**Exercise description:**
Transcribe each record as written.

**Exercise material:**
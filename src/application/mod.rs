//! # Application Layer
//!
//! Use cases orchestrating the domain and infrastructure layers.
//!
//! - [`services`]: claim and balance use cases
//! - [`error`]: application error taxonomy

pub mod error;
pub mod services;

pub use error::{ApplicationError, ApplicationResult};
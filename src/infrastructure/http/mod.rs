//! # Outbound HTTP
//!
//! - [`HttpClient`]: reqwest wrapper with timeout and JSON decoding
//! - [`HttpError`]: transport, status and protocol failures

pub mod client;
pub mod error;

pub use client::HttpClient;
pub use error::{HttpError, HttpResult};
//! # Blockchain Client Trait
//!
//! Port definition for the faucet's chain interactions.
//!
//! This module defines the [`BlockchainClient`] trait that the claim and
//! balance services depend on, along with the transaction types and the
//! error type shared by implementations.

use super::gas::GasPrice;
use crate::domain::value_objects::WalletAddress;
use async_trait::async_trait;
use serde::{Deserialize, Serialize};
use std::fmt;
use thiserror::Error;

/// Transaction hash as a `0x`-prefixed hex string.
#[derive(Debug, Clone, PartialEq, Eq, Hash, Serialize, Deserialize)]
#[serde(transparent)]
pub struct TxHash(pub String);

impl TxHash {
    /// Creates a new transaction hash.
    #[must_use]
    pub fn new(hash: impl Into<String>) -> Self {
        Self(hash.into())
    }

    /// Returns the hash as a string slice.
    #[must_use]
    pub fn as_str(&self) -> &str {
        &self.0
    }
}

impl fmt::Display for TxHash {
    fn fmt(&self, f: &mut fmt::Formatter<'_>) -> fmt::Result {
        write!(f, "{}", self.0)
    }
}

impl From<String> for TxHash {
    fn from(s: String) -> Self {
        Self(s)
    }
}

/// Transaction receipt with confirmation details.
#[derive(Debug, Clone, PartialEq, Eq, Serialize, Deserialize)]
pub struct TxReceipt {
    /// Transaction hash.
    pub tx_hash: TxHash,
    /// Block number where the transaction was included.
    pub block_number: u64,
    /// Gas used by the transaction.
    pub gas_used: u128,
    /// Effective gas price paid.
    pub effective_gas_price: u128,
    /// Whether the transaction succeeded.
    pub success: bool,
}

/// Error type for blockchain operations.
#[derive(Debug, Error)]
pub enum BlockchainError {
    /// RPC connection error.
    #[error("connection error: {0}")]
    Connection(String),

    /// Transaction submission error.
    #[error("transaction error: {0}")]
    Transaction(String),

    /// Nonce error.
    #[error("nonce error: {0}")]
    Nonce(String),

    /// Timeout waiting for confirmation.
    #[error("timeout: {0}")]
    Timeout(String),

    /// Node reports a different chain than configured.
    #[error("chain ID mismatch: expected {expected}, got {actual}")]
    ChainMismatch {
        /// Configured chain ID.
        expected: u64,
        /// Chain ID reported by the node.
        actual: u64,
    },

    /// Signing key or other local setup is unusable.
    #[error("configuration error: {0}")]
    Configuration(String),

    /// Internal error.
    #[error("internal error: {0}")]
    Internal(String),
}

impl BlockchainError {
    /// Creates a connection error.
    #[must_use]
    pub fn connection(msg: impl Into<String>) -> Self {
        Self::Connection(msg.into())
    }

    /// Creates a transaction error.
    #[must_use]
    pub fn transaction(msg: impl Into<String>) -> Self {
        Self::Transaction(msg.into())
    }

    /// Creates a nonce error.
    #[must_use]
    pub fn nonce(msg: impl Into<String>) -> Self {
        Self::Nonce(msg.into())
    }

    /// Creates a timeout error.
    #[must_use]
    pub fn timeout(msg: impl Into<String>) -> Self {
        Self::Timeout(msg.into())
    }

    /// Creates a configuration error.
    #[must_use]
    pub fn configuration(msg: impl Into<String>) -> Self {
        Self::Configuration(msg.into())
    }

    /// Creates an internal error.
    #[must_use]
    pub fn internal(msg: impl Into<String>) -> Self {
        Self::Internal(msg.into())
    }

    /// Returns true if the node could not be reached or answered in time.
    #[must_use]
    pub fn is_unreachable(&self) -> bool {
        matches!(self, Self::Connection(_) | Self::ChainMismatch { .. })
    }
}

/// Result type for blockchain operations.
pub type BlockchainResult<T> = Result<T, BlockchainError>;

/// Trait for the faucet's chain operations.
///
/// Implementations are bound to a single network and a single signing
/// account (the faucet).
#[async_trait]
pub trait BlockchainClient: Send + Sync + fmt::Debug {
    /// Returns the chain ID this client signs for.
    fn chain_id(&self) -> u64;

    /// Returns the faucet account this client signs with.
    fn signer_address(&self) -> WalletAddress;

    /// Returns the balance of an address in wei.
    ///
    /// # Errors
    ///
    /// Returns an error if the RPC call fails.
    async fn get_balance(&self, address: &WalletAddress) -> BlockchainResult<u128>;

    /// Returns the network's current gas price.
    ///
    /// # Errors
    ///
    /// Returns an error if the RPC call fails.
    async fn get_gas_price(&self) -> BlockchainResult<GasPrice>;

    /// Signs and submits a native-token transfer from the faucet account.
    ///
    /// Implementations must serialize nonce assignment so that concurrent
    /// calls never reuse a nonce.
    ///
    /// # Errors
    ///
    /// Returns an error if signing or submission fails.
    async fn send_transfer(
        &self,
        to: &WalletAddress,
        value: u128,
        gas_price: GasPrice,
    ) -> BlockchainResult<TxHash>;

    /// Waits for a submitted transaction to be included in a block.
    ///
    /// A mined transaction always yields `Ok(Some(receipt))`; a reverted
    /// one has `receipt.success == false`. `Ok(None)` means the node has no
    /// receipt (the transaction was dropped or replaced). On any outcome
    /// other than a mined transaction, implementations must forget cached
    /// nonces so the next transfer re-reads the account's nonce.
    ///
    /// # Errors
    ///
    /// Returns an error on RPC failure or timeout.
    async fn wait_for_confirmation(&self, tx_hash: &TxHash) -> BlockchainResult<Option<TxReceipt>>;

    /// Checks that the node is reachable and serves the expected chain.
    ///
    /// # Errors
    ///
    /// Returns an error if the health check fails.
    async fn health_check(&self) -> BlockchainResult<()>;
}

**Written response:**
filename src/application/mod.rs
//! # Application Layer
//!
//! Use cases orchestrating the domain and infrastructure layers.
//!
//! - [`services`]: claim and balance use cases
//! - [`error`]: application error taxonomy

pub mod error;
pub mod services;

pub use error::{ApplicationError, ApplicationResult};
filename src/infrastructure/http/mod.rs
//! # Outbound HTTP
//!
//! - [`HttpClient`]: reqwest wrapper with timeout and JSON decoding
//! - [`HttpError`]: transport, status and protocol failures

pub mod client;
pub mod error;

pub use client::HttpClient;
pub use error::{HttpError, HttpResult};
//! # Blockchain Client Trait
//!
//! Port definition for the faucet's chain interactions.
//!
//! This module defines the [`BlockchainClient`] trait that the claim and
//! balance services depend on, along with the transaction types and the
//! error type shared by implementations.

use super::gas::GasPrice;
use crate::domain::value_objects::WalletAddress;
use async_trait::async_trait;
use serde::{Deserialize, Serialize};
use std::fmt;
use thiserror::Error;

/// Transaction hash as a `0x`-prefixed hex string.
#[derive(Debug, Clone, PartialEq, Eq, Hash, Serialize, Deserialize)]
#[serde(transparent)]
pub struct TxHash(pub String);

impl TxHash {
    /// Creates a new transaction hash.
    #[must_use]
    pub fn new(hash: impl Into<String>) -> Self {
        Self(hash.into())
    }

    /// Returns the hash as a string slice.
    #[must_use]
    pub fn as_str(&self) -> &str {
        &self.0
    }
}

impl fmt::Display for TxHash {
    fn fmt(&self, f: &mut fmt::Formatter<'_>) -> fmt::Result {
        write!(f, "{}", self.0)
    }
}

impl From<String> for TxHash {
    fn from(s: String) -> Self {
        Self(s)
    }
}

/// Transaction receipt with confirmation details.
#[derive(Debug, Clone, PartialEq, Eq, Serialize, Deserialize)]
pub struct TxReceipt {
    /// Transaction hash.
    pub tx_hash: TxHash,
    /// Block number where the transaction was included.
    pub block_number: u64,
    /// Gas used by the transaction.
    pub gas_used: u128,
    /// Effective gas price paid.
    pub effective_gas_price: u128,
    /// Whether the transaction succeeded.
    pub success: bool,
}

/// Error type for blockchain operations.
#[derive(Debug, Error)]
pub enum BlockchainError {
    /// RPC connection error.
    #[error("connection error: {0}")]
    Connection(String),

    /// Transaction submission error.
    #[error("transaction error: {0}")]
    Transaction(String),

    /// Nonce error.
    #[error("nonce error: {0}")]
    Nonce(String),

    /// Timeout waiting for confirmation.
    #[error("timeout: {0}")]
    Timeout(String),

    /// Node reports a different chain than configured.
    #[error("chain ID mismatch: expected {expected}, got {actual}")]
    ChainMismatch {
        /// Configured chain ID.
        expected: u64,
        /// Chain ID reported by the node.
        actual: u64,
    },

    /// Signing key or other local setup is unusable.
    #[error("configuration error: {0}")]
    Configuration(String),

    /// Internal error.
    #[error("internal error: {0}")]
    Internal(String),
}

impl BlockchainError {
    /// Creates a connection error.
    #[must_use]
    pub fn connection(msg: impl Into<String>) -> Self {
        Self::Connection(msg.into())
    }

    /// Creates a transaction error.
    #[must_use]
    pub fn transaction(msg: impl Into<String>) -> Self {
        Self::Transaction(msg.into())
    }

    /// Creates a nonce error.
    #[must_use]
    pub fn nonce(msg: impl Into<String>) -> Self {
        Self::Nonce(msg.into())
    }

    /// Creates a timeout error.
    #[must_use]
    pub fn timeout(msg: impl Into<String>) -> Self {
        Self::Timeout(msg.into())
    }

    /// Creates a configuration error.
    #[must_use]
    pub fn configuration(msg: impl Into<String>) -> Self {
        Self::Configuration(msg.into())
    }

    /// Creates an internal error.
    #[must_use]
    pub fn internal(msg: impl Into<String>) -> Self {
        Self::Internal(msg.into())
    }

    /// Returns true if the node could not be reached or answered in time.
    #[must_use]
    pub fn is_unreachable(&self) -> bool {
        matches!(self, Self::Connection(_) | Self::ChainMismatch { .. })
    }
}

/// Result type for blockchain operations.
pub type BlockchainResult<T> = Result<T, BlockchainError>;

/// Trait for the faucet's chain operations.
///
/// Implementations are bound to a single network and a single signing
/// account (the faucet).
#[async_trait]
pub trait BlockchainClient: Send + Sync + fmt::Debug {
    /// Returns the chain ID this client signs for.
    fn chain_id(&self) -> u64;

    /// Returns the faucet account this client signs with.
    fn signer_address(&self) -> WalletAddress;

    /// Returns the balance of an address in wei.
    ///
    /// # Errors
    ///
    /// Returns an error if the RPC call fails.
    async fn get_balance(&self, address: &WalletAddress) -> BlockchainResult<u128>;

    /// Returns the network's current gas price.
    ///
    /// # Errors
    ///
    /// Returns an error if the RPC call fails.
    async fn get_gas_price(&self) -> BlockchainResult<GasPrice>;

    /// Signs and submits a native-token transfer from the faucet account.
    ///
    /// Implementations must serialize nonce assignment so that concurrent
    /// calls never reuse a nonce.
    ///
    /// # Errors
    ///
    /// Returns an error if signing or submission fails.
    async fn send_transfer(
        &self,
        to: &WalletAddress,
        value: u128,
        gas_price: GasPrice,
    ) -> BlockchainResult<TxHash>;

    /// Waits for a submitted transaction to be included in a block.
    ///
    /// A mined transaction always yields `Ok(Some(receipt))`; a reverted
    /// one has `receipt.success == false`. `Ok(None)` means the node has no
    /// receipt (the transaction was dropped or replaced). On any outcome
    /// other than a mined transaction, implementations must forget cached
    /// nonces so the next transfer re-reads the account's nonce.
    ///
    /// # Errors
    ///
    /// Returns an error on RPC failure or timeout.
    async fn wait_for_confirmation(&self, tx_hash: &TxHash) -> BlockchainResult<Option<TxReceipt>>;

    /// Checks that the node is reachable and serves the expected chain.
    ///
    /// # Errors
    ///
    /// Returns an error if the health check fails.
    async fn health_check(&self) -> BlockchainResult<()>;
}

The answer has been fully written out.